Structural variants detection, annotation and gene ontology

We obtained genomic structural variants including insertions, deletions, translocations (inter and intra chromosomal) and inversions for three dogs and three wolves (Additional file 1: table S10; Additional file 2: table S16 and Additional file3: S17). The total number of deletions, insertions, inversions, inter chromosomal translocations and intra chromosomal translocations, across the 6 individuals was 14,321, 566, 469, 798 and 637 respectively (Additional file 4: Table S18). The total number of all structural variants except insertions in the wolf genome was higher than those in the dog genome (Additional file 2 :Table S16 and Additional file 3: S17). To obtain potential functional roles related to the different types of structural variants, all genes that completely or partially have overlapped with them were retrieved from Ensemble. We obtained 470, 163 and 228, 6,466, 191 and 269 genes from annotation for the total number of Indels (insertion and deletion), inventions and complex structural variants (inter and intra chromosomal translocations), respectively in dog and wolf (Additional file 1: Table S11). Annotation of results from structural variants showed in general the percentage of intergenic and noncoding transcript variants in wolf genome is higher than that in dog genome while the proportion of coding sequences and 3'-UTR variants in dog genome is higehr than that in wolf genome (Additional file 1: Figures S6-S13). Gene ontology (GO) analysis categorized genes related to structural variations in three classes, covering molecular function, biological process and cellular component (Additional file 1: Table S12). The genes related to olfactory and immune systems were enriched in the set of SVs identified in this work (Additional file 1: Table S12). The most conspicuous cluster terms in dog and wolf were “cellular carbohydrate metabolic process” and “nervous system development.

 CNV detection

We obtained putative CNVs for 6 individuals using CNVnator program and the mean number of CNVs per individual was 4143.83 ranging from 2871 to 5437 (Additional file 1: Table S13). For all the autosomal CNVs categorized as gain, the mean copy number value of six individuals was 3.57 and the maximum copy number assessment was 174.472 on chromosome 7 (chr7) of wolf. The results showed that the number of gains in the three dog genomes was higher than those in the three wolf genomes (Additional file 1: Table S13). A total of 10571 CNVRs were obtained from overlapping of all CNVs across the 6 individuals (Additional file 5: Table S19), including 1-38 and X chromosomes, ranging in size from 1.05 kb to 3433.35 kb with an average of 14.63 kb and a median of 7.05 kb, covering 154.65 Mb, or 6.41%, of the assayed CanFam genome (Table 1). CNVRs were divided into three groups, including 6400 loss, 3916 gain and 255 both (gain and loss) events (Additional file 5: Table S19). Deletion:duplication ratio in the total CNVRs was 1.96. Among all CNVRs, 6,105 (57.75%) were found in a single individuals (singleton), 1,522 (14.39%) shared in two individuals, and 2,944 (27.84%) shared in at least three individuals (Figure 2B). A number of 6702 (63.4%) CNVR events were less than 10 Kb while 494 (4.7%) of the CNVRs were longer than 50 kb in size (Table 1 and Figure 2A). The highest and lowest numbers of CNVRs belonged to chromosomes 18 and 35, respectively (Figure 4 and Additional file 6: Table S20).
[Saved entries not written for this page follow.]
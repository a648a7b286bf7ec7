//! The chat side of the service: the per-user state machine, the review
//! pipeline it drives, and the payment reducer that shares its session store.

pub mod machine;
pub mod messages;
pub mod payment;
pub mod pipeline;

pub use machine::{Conversation, ConversationDeps, InboundMessage};
pub use pipeline::ReviewServices;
CNV annotation and gene ontology analysis

The annotation of results from CNVs showed that the percentage of CNVs in coding sequences (14% vs. 6%) and 3'-UTR (6% vs 0) in the dog genome was greatly higher than that in the wolf genome, but the percentage of CNVs in the intergenic regions (22% vs. 14%) in wolf genome was greatly higher than that in the dog genome (Additional file1: Figures S14 and S15). To achieve potential functional roles related to the putative CNVs, all genes that completely or partially have overlapped with these CNVs were detected from Ensemble. A total of 8595 genes were retrieved, including 6703 of the CNVs. Results of gene ontology (Go) analysis showed that in general genes associated with olfactory and immune systems are enriched among the CNV gains in dog and wolf (Additional file 1: Table S14). All the terms related to olfactory system are over-represented (P<0.01) in the wolf compared with those in the dog (Additional file 1: Table S14). The term “Starch and sucrose metabolism” is enriched in the dog CNV gains. The terms “cardiac conduction”, “Cardiac muscle contraction”, “regulation of heart contraction”, “heart development”, “muscle filament sliding”, “regulation of smooth muscle cell proliferation”, “ATP binding”, “calcium ion binding” and “muscle cell development” are enriched among the CNV gains in Saluki dogs (Additional file 1: Table S14).

Comparison with previous dog CNV studies

To compare the identified CNVRs in this work with those of the published studies, all previous CNVR coordinates from canFam2 were migrated to canFam3 using the UCSC leftover program. In our results, 4454 CNVRs (42.1%) were overlapped by four previous studies, and the remaining 6117 (57.865%) were considered as novel CNVRs (Additional file 1: Tables S15 and Additional file 7: S21).

Visualization of Structural Genomic Variation

For visualizing similarities and differences of positional relationships and genome structure between dog and wolf genomes, we drew maps of circular genomes for dog and wolf (Figure 3).

Discussion

Analysis of high-quality next-generation sequencing data clearly showed the difference of the distribution and impact of the genomic variations between dog and wolf. The ratio of transition to transversion (ti/tv) is an indicator of false positive ratio for SNP calling [10, 27], the ratios calculated for all individuals (1.99 to 2.07) (Supplementary Table S4) indicate the precision of the identification of single-nucleotide mutations in our research. In addition, the results of this research similar to previous studies [50] showed that most of the SNPs belong to within introns or between genes and the number of synonymous SNPs was higher than non-synonymous SNPs. The majority of small Indels (95.89 % in dog and 95.64.% in wolf) were less than 10 bp in length, similar results were reported in study of Indels in chicken [63].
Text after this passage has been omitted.